▶ **Exercise directions**
Every record, down to the last line, must be given again exactly.

★ ★ ★ ★

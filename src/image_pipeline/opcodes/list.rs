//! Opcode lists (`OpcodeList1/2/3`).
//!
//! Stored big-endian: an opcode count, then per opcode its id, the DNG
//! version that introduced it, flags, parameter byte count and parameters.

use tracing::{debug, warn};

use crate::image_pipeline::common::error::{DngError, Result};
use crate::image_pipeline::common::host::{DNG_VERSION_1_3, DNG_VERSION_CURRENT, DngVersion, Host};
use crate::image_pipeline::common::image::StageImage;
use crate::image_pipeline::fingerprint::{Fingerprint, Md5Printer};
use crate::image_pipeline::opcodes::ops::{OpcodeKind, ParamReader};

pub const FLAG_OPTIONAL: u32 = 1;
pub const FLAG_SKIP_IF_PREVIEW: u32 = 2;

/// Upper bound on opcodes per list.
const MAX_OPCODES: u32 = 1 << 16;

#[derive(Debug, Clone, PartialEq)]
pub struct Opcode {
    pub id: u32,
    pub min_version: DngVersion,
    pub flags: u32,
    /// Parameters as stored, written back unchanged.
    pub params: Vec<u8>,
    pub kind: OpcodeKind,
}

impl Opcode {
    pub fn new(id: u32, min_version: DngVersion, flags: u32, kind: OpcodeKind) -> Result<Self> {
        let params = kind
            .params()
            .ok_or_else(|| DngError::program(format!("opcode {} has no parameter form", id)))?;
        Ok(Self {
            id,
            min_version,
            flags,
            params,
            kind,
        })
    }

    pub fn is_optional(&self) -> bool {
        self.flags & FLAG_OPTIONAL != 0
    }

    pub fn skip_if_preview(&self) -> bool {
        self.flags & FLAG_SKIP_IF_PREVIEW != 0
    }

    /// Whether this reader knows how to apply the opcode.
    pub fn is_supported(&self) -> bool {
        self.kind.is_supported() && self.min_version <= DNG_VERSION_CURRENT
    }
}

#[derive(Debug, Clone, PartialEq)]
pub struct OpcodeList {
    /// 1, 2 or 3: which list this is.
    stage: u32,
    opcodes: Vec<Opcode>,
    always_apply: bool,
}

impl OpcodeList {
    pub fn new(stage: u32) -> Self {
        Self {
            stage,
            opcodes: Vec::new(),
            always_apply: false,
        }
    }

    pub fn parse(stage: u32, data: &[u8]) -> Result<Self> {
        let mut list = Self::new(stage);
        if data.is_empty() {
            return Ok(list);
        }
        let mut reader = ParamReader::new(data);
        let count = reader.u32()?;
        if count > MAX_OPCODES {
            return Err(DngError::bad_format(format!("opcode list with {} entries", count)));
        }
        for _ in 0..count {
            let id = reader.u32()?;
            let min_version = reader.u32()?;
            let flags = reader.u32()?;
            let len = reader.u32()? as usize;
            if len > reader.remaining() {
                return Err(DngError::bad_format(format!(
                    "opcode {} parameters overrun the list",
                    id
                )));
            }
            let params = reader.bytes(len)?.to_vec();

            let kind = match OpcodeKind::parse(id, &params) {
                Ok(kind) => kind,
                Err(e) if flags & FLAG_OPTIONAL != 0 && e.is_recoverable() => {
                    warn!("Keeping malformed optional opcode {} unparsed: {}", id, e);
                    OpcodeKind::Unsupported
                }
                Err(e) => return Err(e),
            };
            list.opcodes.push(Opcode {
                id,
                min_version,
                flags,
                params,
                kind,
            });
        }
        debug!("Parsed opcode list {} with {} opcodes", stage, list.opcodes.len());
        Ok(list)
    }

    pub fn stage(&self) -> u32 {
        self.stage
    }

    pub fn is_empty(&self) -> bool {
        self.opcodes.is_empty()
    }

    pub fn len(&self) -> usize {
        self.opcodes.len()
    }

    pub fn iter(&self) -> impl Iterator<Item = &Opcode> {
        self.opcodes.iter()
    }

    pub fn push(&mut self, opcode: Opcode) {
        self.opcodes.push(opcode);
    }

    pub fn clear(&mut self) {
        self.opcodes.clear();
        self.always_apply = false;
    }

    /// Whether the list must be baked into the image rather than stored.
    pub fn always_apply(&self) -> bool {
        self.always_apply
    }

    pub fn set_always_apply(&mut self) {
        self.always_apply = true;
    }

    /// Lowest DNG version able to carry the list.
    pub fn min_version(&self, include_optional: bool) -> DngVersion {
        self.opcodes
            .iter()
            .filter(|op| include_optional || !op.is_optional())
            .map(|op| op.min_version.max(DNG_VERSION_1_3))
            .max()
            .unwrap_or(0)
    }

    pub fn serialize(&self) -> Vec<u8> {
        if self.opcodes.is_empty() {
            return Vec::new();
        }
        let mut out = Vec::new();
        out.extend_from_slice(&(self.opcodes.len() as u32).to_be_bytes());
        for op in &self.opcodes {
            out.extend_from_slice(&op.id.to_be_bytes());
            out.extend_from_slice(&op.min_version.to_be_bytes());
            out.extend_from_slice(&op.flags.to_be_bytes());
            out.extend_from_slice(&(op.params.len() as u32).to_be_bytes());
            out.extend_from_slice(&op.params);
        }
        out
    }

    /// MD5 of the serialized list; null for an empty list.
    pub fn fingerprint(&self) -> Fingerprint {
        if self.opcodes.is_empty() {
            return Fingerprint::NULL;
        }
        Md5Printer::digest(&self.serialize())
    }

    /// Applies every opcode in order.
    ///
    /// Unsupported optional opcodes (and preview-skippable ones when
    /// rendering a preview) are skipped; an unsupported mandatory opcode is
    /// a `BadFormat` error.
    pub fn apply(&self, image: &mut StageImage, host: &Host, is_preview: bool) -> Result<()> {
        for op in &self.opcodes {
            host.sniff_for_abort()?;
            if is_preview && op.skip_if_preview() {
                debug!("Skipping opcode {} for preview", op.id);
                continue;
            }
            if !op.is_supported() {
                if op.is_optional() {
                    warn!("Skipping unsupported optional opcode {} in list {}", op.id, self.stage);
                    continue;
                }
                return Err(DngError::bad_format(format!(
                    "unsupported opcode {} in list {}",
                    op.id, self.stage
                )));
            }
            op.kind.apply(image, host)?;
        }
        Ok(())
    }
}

★ ★ ★ ★

▶ **Answer to this task**
filename src/image_pipeline/opcodes/list.rs
//! Opcode lists (`OpcodeList1/2/3`).
//!
//! Stored big-endian: an opcode count, then per opcode its id, the DNG
//! version that introduced it, flags, parameter byte count and parameters.

use tracing::{debug, warn};

use crate::image_pipeline::common::error::{DngError, Result};
use crate::image_pipeline::common::host::{DNG_VERSION_1_3, DNG_VERSION_CURRENT, DngVersion, Host};
use crate::image_pipeline::common::image::StageImage;
use crate::image_pipeline::fingerprint::{Fingerprint, Md5Printer};
use crate::image_pipeline::opcodes::ops::{OpcodeKind, ParamReader};

pub const FLAG_OPTIONAL: u32 = 1;
pub const FLAG_SKIP_IF_PREVIEW: u32 = 2;

/// Upper bound on opcodes per list.
const MAX_OPCODES: u32 = 1 << 16;

#[derive(Debug, Clone, PartialEq)]
pub struct Opcode {
    pub id: u32,
    pub min_version: DngVersion,
    pub flags: u32,
    /// Parameters as stored, written back unchanged.
    pub params: Vec<u8>,
    pub kind: OpcodeKind,
}

impl Opcode {
    pub fn new(id: u32, min_version: DngVersion, flags: u32, kind: OpcodeKind) -> Result<Self> {
        let params = kind
            .params()
            .ok_or_else(|| DngError::program(format!("opcode {} has no parameter form", id)))?;
        Ok(Self {
            id,
            min_version,
            flags,
            params,
            kind,
        })
    }

    pub fn is_optional(&self) -> bool {
        self.flags & FLAG_OPTIONAL != 0
    }

    pub fn skip_if_preview(&self) -> bool {
        self.flags & FLAG_SKIP_IF_PREVIEW != 0
    }

    /// Whether this reader knows how to apply the opcode.
    pub fn is_supported(&self) -> bool {
        self.kind.is_supported() && self.min_version <= DNG_VERSION_CURRENT
    }
}

#[derive(Debug, Clone, PartialEq)]
pub struct OpcodeList {
    /// 1, 2 or 3: which list this is.
    stage: u32,
    opcodes: Vec<Opcode>,
    always_apply: bool,
}

impl OpcodeList {
    pub fn new(stage: u32) -> Self {
        Self {
            stage,
            opcodes: Vec::new(),
            always_apply: false,
        }
    }

    pub fn parse(stage: u32, data: &[u8]) -> Result<Self> {
        let mut list = Self::new(stage);
        if data.is_empty() {
            return Ok(list);
        }
        let mut reader = ParamReader::new(data);
        let count = reader.u32()?;
        if count > MAX_OPCODES {
            return Err(DngError::bad_format(format!("opcode list with {} entries", count)));
        }
        for _ in 0..count {
            let id = reader.u32()?;
            let min_version = reader.u32()?;
            let flags = reader.u32()?;
            let len = reader.u32()? as usize;
            if len > reader.remaining() {
                return Err(DngError::bad_format(format!(
                    "opcode {} parameters overrun the list",
                    id
                )));
            }
            let params = reader.bytes(len)?.to_vec();

            let kind = match OpcodeKind::parse(id, &params) {
                Ok(kind) => kind,
                Err(e) if flags & FLAG_OPTIONAL != 0 && e.is_recoverable() => {
                    warn!("Keeping malformed optional opcode {} unparsed: {}", id, e);
                    OpcodeKind::Unsupported
                }
                Err(e) => return Err(e),
            };
            list.opcodes.push(Opcode {
                id,
                min_version,
                flags,
                params,
                kind,
            });
        }
        debug!("Parsed opcode list {} with {} opcodes", stage, list.opcodes.len());
        Ok(list)
    }

    pub fn stage(&self) -> u32 {
        self.stage
    }

    pub fn is_empty(&self) -> bool {
        self.opcodes.is_empty()
    }

    pub fn len(&self) -> usize {
        self.opcodes.len()
    }

    pub fn iter(&self) -> impl Iterator<Item = &Opcode> {
        self.opcodes.iter()
    }

    pub fn push(&mut self, opcode: Opcode) {
        self.opcodes.push(opcode);
    }

    pub fn clear(&mut self) {
        self.opcodes.clear();
        self.always_apply = false;
    }

    /// Whether the list must be baked into the image rather than stored.
    pub fn always_apply(&self) -> bool {
        self.always_apply
    }

    pub fn set_always_apply(&mut self) {
        self.always_apply = true;
    }

    /// Lowest DNG version able to carry the list.
    pub fn min_version(&self, include_optional: bool) -> DngVersion {
        self.opcodes
            .iter()
            .filter(|op| include_optional || !op.is_optional())
            .map(|op| op.min_version.max(DNG_VERSION_1_3))
            .max()
            .unwrap_or(0)
    }

    pub fn serialize(&self) -> Vec<u8> {
        if self.opcodes.is_empty() {
            return Vec::new();
        }
        let mut out = Vec::new();
        out.extend_from_slice(&(self.opcodes.len() as u32).to_be_bytes());
        for op in &self.opcodes {
            out.extend_from_slice(&op.id.to_be_bytes());
            out.extend_from_slice(&op.min_version.to_be_bytes());
            out.extend_from_slice(&op.flags.to_be_bytes());
            out.extend_from_slice(&(op.params.len() as u32).to_be_bytes());
            out.extend_from_slice(&op.params);
        }
        out
    }

    /// MD5 of the serialized list; null for an empty list.
    pub fn fingerprint(&self) -> Fingerprint {
        if self.opcodes.is_empty() {
            return Fingerprint::NULL;
        }
        Md5Printer::digest(&self.serialize())
    }

    /// Applies every opcode in order.
    ///
    /// Unsupported optional opcodes (and preview-skippable ones when
    /// rendering a preview) are skipped; an unsupported mandatory opcode is
    /// a `BadFormat` error.
    pub fn apply(&self, image: &mut StageImage, host: &Host, is_preview: bool) -> Result<()> {
        for op in &self.opcodes {
            host.sniff_for_abort()?;
            if is_preview && op.skip_if_preview() {
                debug!("Skipping opcode {} for preview", op.id);
                continue;
            }
            if !op.is_supported() {
                if op.is_optional() {
                    warn!("Skipping unsupported optional opcode {} in list {}", op.id, self.stage);
                    continue;
                }
                return Err(DngError::bad_format(format!(
                    "unsupported opcode {} in list {}",
                    op.id, self.stage
                )));
            }
            op.kind.apply(image, host)?;
        }
        Ok(())
    }
}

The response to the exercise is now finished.